Bankers warn on Singapore shake-up

Wealth managers fear consolidation; signs of strain in Singapore sector

Office buildings light up the financial skyline. Nicky Loh/Getty Images

Office buildings light up the financial skyline. Nicky Loh/Getty Images


Intense competition, a tendency for wealthy Asians to use multiple private bankers and high staff costs are likely to force consolidation in the wealth-management business in Singapore and could push operators out of business, top private bankers have warned.

Signs of competitive strain in one of Asia’s biggest wealth management hubs stand in contrast to an image of rising wealth as the number of multimillionaires grows faster in the region than elsewhere.

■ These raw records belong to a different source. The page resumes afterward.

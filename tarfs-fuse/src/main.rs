mod block_file;
mod cli;

use std::error::Error;
use std::fs::File;
use std::io::{self, Write};
use std::process::ExitCode;
use std::sync::Arc;

use block_dev::BlockDevice;
use clap::Parser;
use enumflags2::BitFlags;
use tarfs::{ListFlag, ObjectTable, TarFileSystem};

pub use self::{
    block_file::BlockFile,
    cli::{Cli, Command},
};

fn main() -> ExitCode {
    env_logger::init();

    let cli = match Cli::try_parse() {
        Ok(cli) => cli,
        Err(err) => {
            let _ = err.print();
            // `--help` is not a failure
            return if err.use_stderr() {
                ExitCode::FAILURE
            } else {
                ExitCode::SUCCESS
            };
        }
    };

    match run(cli) {
        Ok(()) => ExitCode::SUCCESS,
        Err(err) => {
            eprintln!("tarfs-fuse: {err}");
            ExitCode::FAILURE
        }
    }
}

fn run(cli: Cli) -> Result<(), Box<dyn Error>> {
    let fd = File::open(&cli.image).map_err(|err| format!("{}: {err}", cli.image.display()))?;
    let block_dev: Arc<dyn BlockDevice> = Arc::new(BlockFile::new(fd)?);
    let fs = TarFileSystem::mount(&block_dev)?;
    if let Some(warning) = fs.warning() {
        log::warn!("archive is damaged, {warning}");
    }

    let mut stdout = io::stdout().lock();
    match cli.command {
        Command::Ls {
            long,
            all,
            unsorted,
            buffer,
            path,
        } => {
            let mut flags = BitFlags::empty();
            if long {
                flags |= ListFlag::Long;
            }
            if all {
                flags |= ListFlag::All;
            }
            if unsorted {
                flags |= ListFlag::Unsorted;
            }

            let mut listing = fs
                .list_dir(&path, flags)
                .map_err(|err| format!("{path}: {err}"))?;
            let mut buf = vec![0u8; buffer];
            let n = listing.render(&mut buf);
            if n < listing.required_len() {
                log::warn!(
                    "listing truncated to {n} of {} bytes",
                    listing.required_len()
                );
            }
            // drop the trailing NUL
            stdout.write_all(&buf[..n.saturating_sub(1)])?;
        }
        Command::Cat { path } => {
            let table = ObjectTable::new();
            let handle = table
                .open(&fs, &path)
                .map_err(|err| format!("{path}: {err}"))?;

            let mut buf = [0u8; 4096];
            loop {
                let n = table.read(handle, &mut buf)?;
                if n == 0 {
                    break;
                }
                stdout.write_all(&buf[..n])?;
            }
            table.close(handle)?;
        }
    }

    stdout.flush()?;
    Ok(())
}
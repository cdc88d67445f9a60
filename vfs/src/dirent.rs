use alloc::string::String;

#[derive(Debug, Clone, PartialEq, Eq)]
pub struct DirEntry {
    /// Inode number
    pub inode: u64,
    pub ty: DirEntryType,
    pub name: String,
    /// 文件的字节数，目录恒为0
    pub size: u64,
}

#[derive(Debug, Clone, Copy, PartialEq, Eq, Default)]
#[repr(u8)]
pub enum DirEntryType {
    Directory,
    #[default]
    Regular,
}
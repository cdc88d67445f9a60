use alloc::sync::Arc;

use block_dev::BlockDevice;
use enumflags2::BitFlags;
use vfs::Error;

use crate::builder::{self, BuildError, Scan, ScanWarning};
use crate::file::TarFile;
use crate::listing::{DirectoryListing, ListFlag};
use crate::tree::{NodeRef, Tree};

/// 挂载好的TAR文件系统
///
/// 树在[`TarFileSystem::mount`]中一次建成，此后只读，可被多个调用者同时访问。
#[derive(Debug)]
pub struct TarFileSystem {
    /// 底层块设备的引用
    dev: Arc<dyn BlockDevice>,
    tree: Tree,
    warning: Option<ScanWarning>,
}

impl TarFileSystem {
    /// 扫描整个设备并建立文件系统树
    ///
    /// 损坏的头部只会让扫描提前停止，结果见[`TarFileSystem::warning`]；
    /// 路径类型冲突则使挂载失败。
    pub fn mount(dev: &Arc<dyn BlockDevice>) -> Result<Self, BuildError> {
        let Scan { tree, warning } = builder::build(dev.as_ref())?;
        log::info!(
            "mounted tar archive: {} nodes over {} blocks",
            tree.len(),
            dev.num_blocks()
        );

        Ok(Self {
            dev: Arc::clone(dev),
            tree,
            warning,
        })
    }

    #[inline]
    pub fn root(&self) -> NodeRef<'_> {
        self.tree.root()
    }

    #[inline]
    pub fn tree(&self) -> &Tree {
        &self.tree
    }

    /// 扫描提前停止的原因
    #[inline]
    pub fn warning(&self) -> Option<&ScanWarning> {
        self.warning.as_ref()
    }

    /// 从根目录开始解析路径，`/`即根目录
    pub fn lookup(&self, path: &str) -> Result<NodeRef<'_>, Error> {
        self.root().find(path)
    }

    pub fn open(&self, path: &str) -> Result<TarFile, Error> {
        self.lookup(path).and_then(|node| self.open_node(node))
    }

    pub fn open_node(&self, node: NodeRef<'_>) -> Result<TarFile, Error> {
        if node.is_dir() {
            return Err(Error::IsADirectory);
        }
        Ok(TarFile::new(Arc::clone(&self.dev), node.extent()))
    }

    /// 拍下目录的子节点快照
    pub fn list_dir(
        &self,
        path: &str,
        flags: BitFlags<ListFlag>,
    ) -> Result<DirectoryListing, Error> {
        let dir = self.lookup(path)?;
        if !dir.is_dir() {
            return Err(Error::NotADirectory);
        }
        Ok(DirectoryListing::snapshot(dir, flags))
    }

    /// 归档是只读的，创建目录总是失败，树保持不变
    pub fn mkdir(&self, path: &str) -> Result<(), Error> {
        let path = path.trim_end_matches('/');
        let (parent, name) = path.rsplit_once('/').unwrap_or(("", path));
        if name.is_empty() {
            return Err(Error::AlreadyExists);
        }

        match self.lookup(parent)?.resolve_child(name) {
            Ok(_) => Err(Error::AlreadyExists),
            Err(Error::NotFound) => {
                log::warn!("mkdir {path:?}: tar archives are read-only");
                Err(Error::Unsupported)
            }
            Err(err) => Err(err),
        }
    }
}
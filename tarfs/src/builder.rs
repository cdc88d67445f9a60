//! 挂载时扫描归档，建立文件系统树
//!
//! 游标从第0块开始，每次读入一个头部块，
//! 跳过头部与其内容块后继续，直到遇到结束标志或设备末尾。

use alloc::string::String;
use alloc::vec;
use alloc::vec::Vec;

use block_dev::{BLOCK_SIZE, BlockDevice};
use derive_more::Display;

use crate::header::{self, ArchiveHeader, DecodeError, EntryType};
use crate::tree::{Extent, NodeBody, NodeId, Tree};

/// 结构错误：路径与已有节点的类型冲突，归档被视为损坏
#[derive(Debug, Display, Clone, PartialEq, Eq)]
pub enum BuildError {
    #[display(fmt = "{}: a path component is not a directory", path)]
    NotADirectory { path: String },
    #[display(fmt = "{}: an existing directory has the same path", path)]
    IsADirectory { path: String },
}

impl core::error::Error for BuildError {}

/// 扫描提前停止的原因，已解析的部分仍然有效
#[derive(Debug, Display, Clone, PartialEq, Eq)]
pub enum ScanWarning {
    #[display(fmt = "stopped at block {}: {}", block, error)]
    Decode { block: usize, error: DecodeError },
    #[display(fmt = "stopped at block {}: entry runs past the end of the device", block)]
    Truncated { block: usize },
}

#[derive(Debug)]
pub(crate) struct Scan {
    pub tree: Tree,
    pub warning: Option<ScanWarning>,
}

pub(crate) fn build(dev: &dyn BlockDevice) -> Result<Scan, BuildError> {
    let mut builder = Builder {
        dev,
        tree: Tree::new(),
        cursor: 0,
        long_name: None,
    };
    let warning = builder.scan()?;

    Ok(Scan {
        tree: builder.tree,
        warning,
    })
}

struct Builder<'a> {
    dev: &'a dyn BlockDevice,
    tree: Tree,
    /// 下一个头部块的块号
    cursor: usize,
    /// GNU长路径或pax的`path`记录，作用于紧随其后的条目
    long_name: Option<String>,
}

impl Builder<'_> {
    fn scan(&mut self) -> Result<Option<ScanWarning>, BuildError> {
        let total = self.dev.num_blocks();
        let mut block = [0u8; BLOCK_SIZE];

        while self.cursor < total {
            let at = self.cursor;
            self.dev.read_block(at, &mut block);

            let header = match header::decode(&block) {
                Ok(Some(header)) => header,
                Ok(None) => {
                    log::debug!("end of archive at block {at}");
                    return Ok(None);
                }
                Err(error) => return Ok(Some(self.stop(ScanWarning::Decode { block: at, error }))),
            };

            // 内容不能越过设备末尾
            let Some(next) = usize::try_from(header.content_blocks())
                .ok()
                .and_then(|n| (at + 1).checked_add(n))
                .filter(|&next| next <= total)
            else {
                return Ok(Some(self.stop(ScanWarning::Truncated { block: at })));
            };

            match header.ty {
                EntryType::LongName | EntryType::PaxExtended => {
                    let content = self.read_content(at + 1, header.content_len);
                    let path = if header.ty == EntryType::LongName {
                        header::gnu_long_name(&content).map(Some)
                    } else {
                        header::pax_path(&content)
                    };
                    match path {
                        Ok(Some(path)) => self.long_name = Some(path),
                        Ok(None) => {}
                        Err(error) => {
                            return Ok(Some(self.stop(ScanWarning::Decode { block: at, error })));
                        }
                    }
                }
                EntryType::PaxGlobal => log::debug!("skip pax global header at block {at}"),
                _ => self.register(header, at + 1)?,
            }

            self.cursor = next;
        }

        Ok(None)
    }

    fn stop(&self, warning: ScanWarning) -> ScanWarning {
        log::warn!("{warning}, keeping {} nodes", self.tree.len());
        warning
    }

    /// 读出元数据条目的内容，调用者已确认其不越过设备末尾
    fn read_content(&self, start: usize, len: u64) -> Vec<u8> {
        let mut data = vec![0u8; len as usize];
        let mut block = [0u8; BLOCK_SIZE];
        for (i, chunk) in data.chunks_mut(BLOCK_SIZE).enumerate() {
            self.dev.read_block(start + i, &mut block);
            chunk.copy_from_slice(&block[..chunk.len()]);
        }
        data
    }

    /// 将一个条目插入树中，`data_block`为其首个内容块
    fn register(&mut self, header: ArchiveHeader, data_block: usize) -> Result<(), BuildError> {
        let ArchiveHeader {
            path,
            size,
            ty,
            link,
            ..
        } = header;
        let path = self.long_name.take().unwrap_or(path);
        let ty = if path.ends_with('/') {
            EntryType::Directory
        } else {
            ty
        };

        // 设备文件、管道等不进入树，也不创建其路径上的目录
        if !matches!(
            ty,
            EntryType::Regular | EntryType::Directory | EntryType::Link
        ) {
            log::debug!("skip entry {path:?} of type {ty:?}");
            return Ok(());
        }

        let mut cmps = path.split('/').filter(|cmp| !cmp.is_empty() && *cmp != ".");
        let Some(basename) = cmps.next_back() else {
            log::debug!("skip entry {path:?} naming the root");
            return Ok(());
        };

        let mut parent = NodeId::ROOT;
        for cmp in cmps {
            parent = self.directory(parent, cmp, &path)?;
        }

        match ty {
            EntryType::Directory => {
                self.directory(parent, basename, &path)?;
            }
            _ => match self.tree.child_of(parent, basename) {
                Some(id) if self.is_dir(id) => {
                    return Err(BuildError::IsADirectory { path });
                }
                Some(_) => log::warn!("duplicate entry {path:?}, keeping the first one"),
                None => {
                    let extent = Extent {
                        start: (data_block * BLOCK_SIZE) as u64,
                        len: size,
                    };
                    log::debug!("file {path:?} at {:#x}, {size} bytes", extent.start);
                    self.tree
                        .insert(parent, basename, NodeBody::File { extent, link });
                }
            },
        }

        Ok(())
    }

    /// 查找或创建目录，同一路径总是得到同一个节点
    fn directory(&mut self, parent: NodeId, name: &str, path: &str) -> Result<NodeId, BuildError> {
        match self.tree.child_of(parent, name) {
            Some(id) if self.is_dir(id) => Ok(id),
            Some(_) => Err(BuildError::NotADirectory {
                path: String::from(path),
            }),
            None => {
                log::debug!("directory {name:?} under {parent:?}");
                Ok(self.tree.insert(
                    parent,
                    name,
                    NodeBody::Directory {
                        children: Vec::new(),
                    },
                ))
            }
        }
    }

    fn is_dir(&self, id: NodeId) -> bool {
        self.tree.get(id).is_some_and(|node| node.is_dir())
    }
}
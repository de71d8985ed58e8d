//! Error types.

use crate::point::Point;
use thiserror::Error;

#[derive(Debug, Clone, PartialEq, Eq, Error)]
/// Faults reported by a [`Grammar`](crate::Grammar) collaborator while tokenizing a line.
pub enum GrammarError {
    #[error("grammar fault: {0}")]
    /// The grammar could not tokenize the line.
    Fault(String),

    #[error("tokenizing exceeded iteration limit at column {column} (possible zero-width loop)")]
    /// The grammar gave up on a runaway zero-width match loop.
    IterationLimit {
        /// Column reached when the limit tripped.
        column: usize,
    },

    #[error("prior line state was produced by a different grammar")]
    /// The continuation state passed in could not be interpreted.
    ForeignState,
}

impl GrammarError {
    /// Shorthand for [`GrammarError::Fault`].
    pub fn fault(message: impl Into<String>) -> Self {
        Self::Fault(message.into())
    }
}

#[derive(Debug, Clone, PartialEq, Eq, Error)]
/// Errors produced by [`EditableBuffer`](crate::EditableBuffer) implementations.
pub enum BufferError {
    #[error("position {0} is outside the buffer")]
    /// A point did not address an existing row.
    OutOfBounds(Point),
}
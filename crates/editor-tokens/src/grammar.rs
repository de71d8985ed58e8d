//! The grammar collaborator interface.
//!
//! The engine treats pattern matching as an opaque function: given one line of text and the
//! continuation state left by the previous line, a [`Grammar`] returns the line's tags and the
//! state to carry into the next line.

use crate::error::GrammarError;
use crate::state::LineState;
use crate::tag::{ScopeId, Tag};
use std::fmt;

/// Output of [`Grammar::tokenize_line`].
#[derive(Debug, Clone, PartialEq)]
pub struct LineTokens {
    /// The line's tag stream.
    pub tags: Vec<Tag>,
    /// Continuation state at the end of the line.
    pub state: LineState,
}

/// A line-oriented tokenizer.
pub trait Grammar: fmt::Debug + Send + Sync {
    /// Root scope name (e.g. `source.js`).
    fn scope_name(&self) -> &str;

    /// Scope id of the root scope.
    fn root_scope_id(&self) -> ScopeId;

    /// Resolve a scope id to its dotted name.
    fn scope_name_for_id(&self, id: ScopeId) -> Option<&str>;

    /// Tokenize one line (without its terminator).
    ///
    /// `prior` is the state returned for the previous row, or `None` when starting fresh.
    fn tokenize_line(
        &self,
        text: &str,
        prior: Option<&LineState>,
        is_first_line: bool,
    ) -> Result<LineTokens, GrammarError>;

    /// A null grammar never tokenizes; buffers using it stay in placeholder mode.
    fn is_null(&self) -> bool {
        false
    }

    /// Bumped whenever the grammar's rules change (for example when an included grammar
    /// becomes available). Buffers re-tokenize when they observe a new value.
    fn generation(&self) -> u64 {
        0
    }
}

/// Plain-text grammar used when no real grammar is available.
#[derive(Debug, Clone)]
pub struct NullGrammar {
    scope_name: String,
}

impl NullGrammar {
    /// Scope id of the null grammar's only scope.
    pub const ROOT: ScopeId = ScopeId(1);

    /// Create a null grammar with the conventional `text.plain.null-grammar` scope.
    pub fn new() -> Self {
        Self {
            scope_name: "text.plain.null-grammar".to_string(),
        }
    }
}

impl Default for NullGrammar {
    fn default() -> Self {
        Self::new()
    }
}

impl Grammar for NullGrammar {
    fn scope_name(&self) -> &str {
        &self.scope_name
    }

    fn root_scope_id(&self) -> ScopeId {
        Self::ROOT
    }

    fn scope_name_for_id(&self, id: ScopeId) -> Option<&str> {
        (id == Self::ROOT).then_some(self.scope_name.as_str())
    }

    fn tokenize_line(
        &self,
        text: &str,
        _prior: Option<&LineState>,
        _is_first_line: bool,
    ) -> Result<LineTokens, GrammarError> {
        Ok(LineTokens {
            tags: placeholder_tags(Self::ROOT, text.chars().count()),
            state: LineState::new(()),
        })
    }

    fn is_null(&self) -> bool {
        true
    }
}

/// Tags for a line that is one root-scope token.
pub fn placeholder_tags(root: ScopeId, len: usize) -> Vec<Tag> {
    vec![Tag::Open(root), Tag::Token(len), Tag::Close(root)]
}
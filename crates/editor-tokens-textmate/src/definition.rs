use serde::Deserialize;
use std::collections::HashMap;

#[derive(Debug, Clone, Deserialize)]
#[serde(rename_all = "camelCase")]
/// Raw TextMate grammar, as found in `.tmLanguage.json` / `.tmLanguage.yaml` files.
pub struct GrammarDefinition {
    #[serde(default)]
    /// Optional human-readable name.
    pub name: Option<String>,

    /// Root scope (e.g. `source.js`).
    pub scope_name: String,

    #[serde(default)]
    /// File extensions associated with this grammar.
    pub file_types: Vec<String>,

    #[serde(default)]
    /// Optional regex matched against the first line to detect the grammar.
    pub first_line_match: Option<String>,

    #[serde(default)]
    /// Top-level rules.
    pub patterns: Vec<RawRule>,

    #[serde(default)]
    /// Named rules, referenced with `include: '#name'`.
    pub repository: HashMap<String, RawRule>,
}

#[derive(Debug, Clone, Default, Deserialize)]
#[serde(rename_all = "camelCase")]
/// One rule of a grammar.
///
/// Which fields are set decides the kind: `match` makes a single-match rule, `begin` a
/// begin/end region, `include` a reference, and a bare `patterns` list a group.
pub struct RawRule {
    #[serde(default)]
    /// Scope applied to the matched text (or the whole region).
    pub name: Option<String>,

    #[serde(default)]
    /// Scope applied between the begin and end matches of a region.
    pub content_name: Option<String>,

    #[serde(default, rename = "match")]
    /// Single-match regex.
    pub regex: Option<String>,

    #[serde(default)]
    /// Region start regex.
    pub begin: Option<String>,

    #[serde(default)]
    /// Region end regex.
    pub end: Option<String>,

    #[serde(default)]
    /// `#name` or `$self`.
    pub include: Option<String>,

    #[serde(default)]
    /// Capture scopes for `match`, or for both `begin` and `end` when the specific maps are
    /// absent.
    pub captures: HashMap<u32, CaptureSpec>,

    #[serde(default)]
    /// Capture scopes for `begin`.
    pub begin_captures: HashMap<u32, CaptureSpec>,

    #[serde(default)]
    /// Capture scopes for `end`.
    pub end_captures: HashMap<u32, CaptureSpec>,

    #[serde(default)]
    /// Nested rules active inside a region, or the members of a group.
    pub patterns: Vec<RawRule>,

    #[serde(default)]
    /// Optional comment (ignored).
    pub comment: Option<String>,
}

#[derive(Debug, Clone, Default, Deserialize)]
/// Scope for one capture group.
pub struct CaptureSpec {
    #[serde(default)]
    /// Scope applied to the captured text.
    pub name: Option<String>,
}
//! Change notifications emitted by a tokenized buffer.

use crate::point::Range;

/// Something observable happened to a tokenized buffer.
#[derive(Debug, Clone, PartialEq, Eq)]
pub enum TokenizeEvent {
    /// Rows in `range` were re-tokenized and their tokens may differ. Column components are
    /// always zero: consumers redraw whole rows.
    DidInvalidateRange(Range),
    /// The buffer became fully tokenized for the first time since the last grammar change.
    DidTokenize,
    /// The grammar was replaced.
    DidChangeGrammar {
        /// Root scope name of the new grammar.
        scope_name: String,
    },
}

/// Event callback function type
pub type TokenizeEventCallback = Box<dyn FnMut(&TokenizeEvent) + Send>;

/// Handle returned by [`EventEmitter::subscribe`], used to unsubscribe.
#[derive(Debug, Clone, Copy, PartialEq, Eq, Hash)]
pub struct SubscriptionId(u64);

/// Ordered list of subscribers.
#[derive(Default)]
pub struct EventEmitter {
    next_id: u64,
    callbacks: Vec<(SubscriptionId, TokenizeEventCallback)>,
}

impl EventEmitter {
    /// Create an emitter with no subscribers.
    pub fn new() -> Self {
        Self::default()
    }

    /// Register `callback` for every event.
    pub fn subscribe<F>(&mut self, callback: F) -> SubscriptionId
    where
        F: FnMut(&TokenizeEvent) + Send + 'static,
    {
        let id = SubscriptionId(self.next_id);
        self.next_id += 1;
        self.callbacks.push((id, Box::new(callback)));
        id
    }

    /// Remove a subscriber. Returns whether it was registered.
    pub fn unsubscribe(&mut self, id: SubscriptionId) -> bool {
        let before = self.callbacks.len();
        self.callbacks.retain(|(existing, _)| *existing != id);
        self.callbacks.len() != before
    }

    /// Drop every subscriber.
    pub fn clear(&mut self) {
        self.callbacks.clear();
    }

    /// Number of subscribers.
    pub fn len(&self) -> usize {
        self.callbacks.len()
    }

    /// Whether nobody is subscribed.
    pub fn is_empty(&self) -> bool {
        self.callbacks.is_empty()
    }

    /// Notify all callbacks, in subscription order.
    pub fn emit(&mut self, event: &TokenizeEvent) {
        for (_, callback) in &mut self.callbacks {
            callback(event);
        }
    }
}

impl std::fmt::Debug for EventEmitter {
    fn fmt(&self, f: &mut std::fmt::Formatter<'_>) -> std::fmt::Result {
        f.debug_struct("EventEmitter")
            .field("subscribers", &self.callbacks.len())
            .finish()
    }
}

#[cfg(test)]
mod tests {
    use super::*;
    use std::sync::{Arc, Mutex};

    #[test]
    fn test_emit_in_subscription_order() {
        let log = Arc::new(Mutex::new(Vec::new()));
        let mut emitter = EventEmitter::new();
        for tag in ["first", "second"] {
            let log = log.clone();
            emitter.subscribe(move |_| log.lock().unwrap().push(tag));
        }
        emitter.emit(&TokenizeEvent::DidTokenize);
        assert_eq!(*log.lock().unwrap(), vec!["first", "second"]);
    }

    #[test]
    fn test_unsubscribe() {
        let count = Arc::new(Mutex::new(0));
        let mut emitter = EventEmitter::new();
        let counter = count.clone();
        let id = emitter.subscribe(move |_| *counter.lock().unwrap() += 1);

        emitter.emit(&TokenizeEvent::DidTokenize);
        assert!(emitter.unsubscribe(id));
        assert!(!emitter.unsubscribe(id));
        emitter.emit(&TokenizeEvent::DidTokenize);

        assert_eq!(*count.lock().unwrap(), 1);
        assert!(emitter.is_empty());
    }
}
//! Tokenized line values.

use crate::grammar::{Grammar, placeholder_tags};
use crate::line_ending::LineEnding;
use crate::state::LineState;
use crate::tag::{ScopeId, Tag};
use crate::token_iterator::TokenIterator;
use std::fmt;
use std::sync::Arc;

/// A token with its text and full scope stack (outermost first).
#[derive(Debug, Clone, PartialEq, Eq)]
pub struct Token {
    /// Token text.
    pub value: String,
    /// Scope names enclosing the token.
    pub scopes: Vec<String>,
}

/// The tokenization of a single row.
///
/// Lines are immutable: the engine replaces them wholesale when a row is re-tokenized.
#[derive(Clone)]
pub struct TokenizedLine {
    text: String,
    tags: Vec<Tag>,
    open_scopes: Vec<ScopeId>,
    end_state: Option<LineState>,
    line_ending: Option<LineEnding>,
    grammar: Arc<dyn Grammar>,
}

impl TokenizedLine {
    /// Assemble a tokenized line.
    ///
    /// `open_scopes` are the scopes already open when the row begins; `end_state` is the
    /// grammar's continuation state after the row (`None` for placeholders).
    pub fn new(
        text: impl Into<String>,
        tags: Vec<Tag>,
        open_scopes: Vec<ScopeId>,
        end_state: Option<LineState>,
        line_ending: Option<LineEnding>,
        grammar: Arc<dyn Grammar>,
    ) -> Self {
        Self {
            text: text.into(),
            tags,
            open_scopes,
            end_state,
            line_ending,
            grammar,
        }
    }

    /// A single root-scope token covering the whole row, with no inherited scopes and no end
    /// state.
    pub fn placeholder(
        text: impl Into<String>,
        line_ending: Option<LineEnding>,
        grammar: Arc<dyn Grammar>,
    ) -> Self {
        let text = text.into();
        let tags = placeholder_tags(grammar.root_scope_id(), text.chars().count());
        Self::new(text, tags, Vec::new(), None, line_ending, grammar)
    }

    /// Row text without its terminator.
    pub fn text(&self) -> &str {
        &self.text
    }

    /// The tag stream.
    pub fn tags(&self) -> &[Tag] {
        &self.tags
    }

    /// Scopes open at the start of the row, outermost first.
    pub fn open_scopes(&self) -> &[ScopeId] {
        &self.open_scopes
    }

    /// Continuation state after this row.
    pub fn end_state(&self) -> Option<&LineState> {
        self.end_state.as_ref()
    }

    /// The row's terminator (`None` for the last row).
    pub fn line_ending(&self) -> Option<LineEnding> {
        self.line_ending
    }

    /// The grammar that produced the tags.
    pub fn grammar(&self) -> &Arc<dyn Grammar> {
        &self.grammar
    }

    /// Row length in characters.
    pub fn len_chars(&self) -> usize {
        self.text.chars().count()
    }

    /// A fresh cursor over this line's tokens.
    pub fn token_iterator(&self) -> TokenIterator<'_> {
        TokenIterator::new(self)
    }

    /// Expand the tag stream into tokens.
    pub fn tokens(&self) -> Vec<Token> {
        let mut iter = self.token_iterator();
        let mut tokens = Vec::new();
        while iter.next() {
            tokens.push(iter.token());
        }
        tokens
    }

    /// The token containing `column`, or the last token when `column` is past the end.
    pub fn token_at_column(&self, column: usize) -> Option<Token> {
        let mut iter = self.token_iterator();
        let mut last = None;
        while iter.next() {
            let token = iter.token();
            if iter.buffer_end() > column {
                return Some(token);
            }
            last = Some(token);
        }
        last
    }

    /// Start column of the token containing `column`.
    pub fn token_start_column_for_column(&self, column: usize) -> usize {
        let mut start = 0;
        for len in self.tags.iter().filter_map(|tag| tag.token_len()) {
            let next = start + len;
            if next > column {
                break;
            }
            start = next;
        }
        start
    }

    /// Whether this row reads as a comment line.
    ///
    /// True when a comment scope is inherited from a previous row, or when the first
    /// non-whitespace token is inside a comment scope.
    pub fn is_comment(&self) -> bool {
        let is_comment_scope = |id: &ScopeId| {
            self.grammar
                .scope_name_for_id(*id)
                .is_some_and(is_comment_scope_name)
        };
        if self.open_scopes.iter().any(is_comment_scope) {
            return true;
        }

        let mut iter = self.token_iterator();
        while iter.next() {
            if iter.text().trim().is_empty() {
                continue;
            }
            return iter.scope_ids().iter().any(is_comment_scope);
        }
        false
    }
}

fn is_comment_scope_name(name: &str) -> bool {
    name == "comment" || name.starts_with("comment.")
}

impl fmt::Debug for TokenizedLine {
    fn fmt(&self, f: &mut fmt::Formatter<'_>) -> fmt::Result {
        f.debug_struct("TokenizedLine")
            .field("text", &self.text)
            .field("tags", &self.tags)
            .field("open_scopes", &self.open_scopes)
            .field("end_state", &self.end_state)
            .field("line_ending", &self.line_ending)
            .field("grammar", &self.grammar.scope_name())
            .finish()
    }
}

impl PartialEq for TokenizedLine {
    fn eq(&self, other: &Self) -> bool {
        self.text == other.text
            && self.tags == other.tags
            && self.open_scopes == other.open_scopes
            && self.end_state == other.end_state
            && self.line_ending == other.line_ending
    }
}
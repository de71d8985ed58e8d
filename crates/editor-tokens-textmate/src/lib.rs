#![warn(missing_docs)]
//! `editor-tokens-textmate` - TextMate-style pattern grammars for `editor-tokens`.
//!
//! Grammars are loaded from YAML or JSON (`scopeName`, `patterns`, `repository`, ...),
//! compiled once with Oniguruma regexes, and then tokenize one line at a time. The end state
//! of a line is the stack of begin/end regions still open, so an edit that does not change
//! which regions are open stops re-tokenization right away.
//!
//! ```rust
//! use editor_tokens::{RopeBuffer, TokenizedBuffer, TokenizerConfig};
//! use editor_tokens_textmate::TextMateGrammar;
//! use std::sync::Arc;
//!
//! let grammar = TextMateGrammar::from_yaml(
//!     r#"
//! scopeName: source.demo
//! patterns:
//!   - match: '\d+'
//!     name: constant.numeric.demo
//! "#,
//! )
//! .unwrap();
//!
//! let mut tokenized = TokenizedBuffer::new(
//!     RopeBuffer::from_text("x = 42"),
//!     Some(Arc::new(grammar)),
//!     TokenizerConfig::default(),
//! );
//! tokenized.set_visible(true);
//! while tokenized.run_pending_chunk() {}
//!
//! let scopes = tokenized.scope_descriptor_for_position((0, 5));
//! assert_eq!(scopes.scopes(), &["source.demo", "constant.numeric.demo"]);
//! ```

mod compiler;
mod definition;
mod engine;
mod error;
mod grammar;
mod scope;
mod set;

pub use compiler::{CaptureScopes, CompiledGrammar, MatchRule, RegionRule, Rule, RuleId};
pub use definition::{CaptureSpec, GrammarDefinition, RawRule};
pub use engine::{RuleStack, tokenize_line};
pub use error::TextMateError;
pub use grammar::TextMateGrammar;
pub use scope::ScopeRegistry;
pub use set::GrammarSet;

Bankers say that even as assets under management are growing fast in Singapore, that is not translating into profits for many banks that have rushed to Singapore to tap growing wealth.

“Many foreign banks came in without giving enough thought about the sustainability of the business, the regulatory environment and competitiveness from established players as well as local banks aspiring to be top-end wealth managers,” said Deepak Sharma, chairman of Citi Private bank and co-chair of the Singapore Private Banking Industry Group.

Private bankers say cost/ income ratio in Singapore is higher than in Europe, as an influx of banks chasing business has collided with a shortage of qualified “relationship managers” to woo clients.

Assets under management grew 17 per cent in Asia last year, double the rate for North America or western Europe, according to consultancy McKinsey but profit margins among private banks in Asia were the lowest of any region except for India.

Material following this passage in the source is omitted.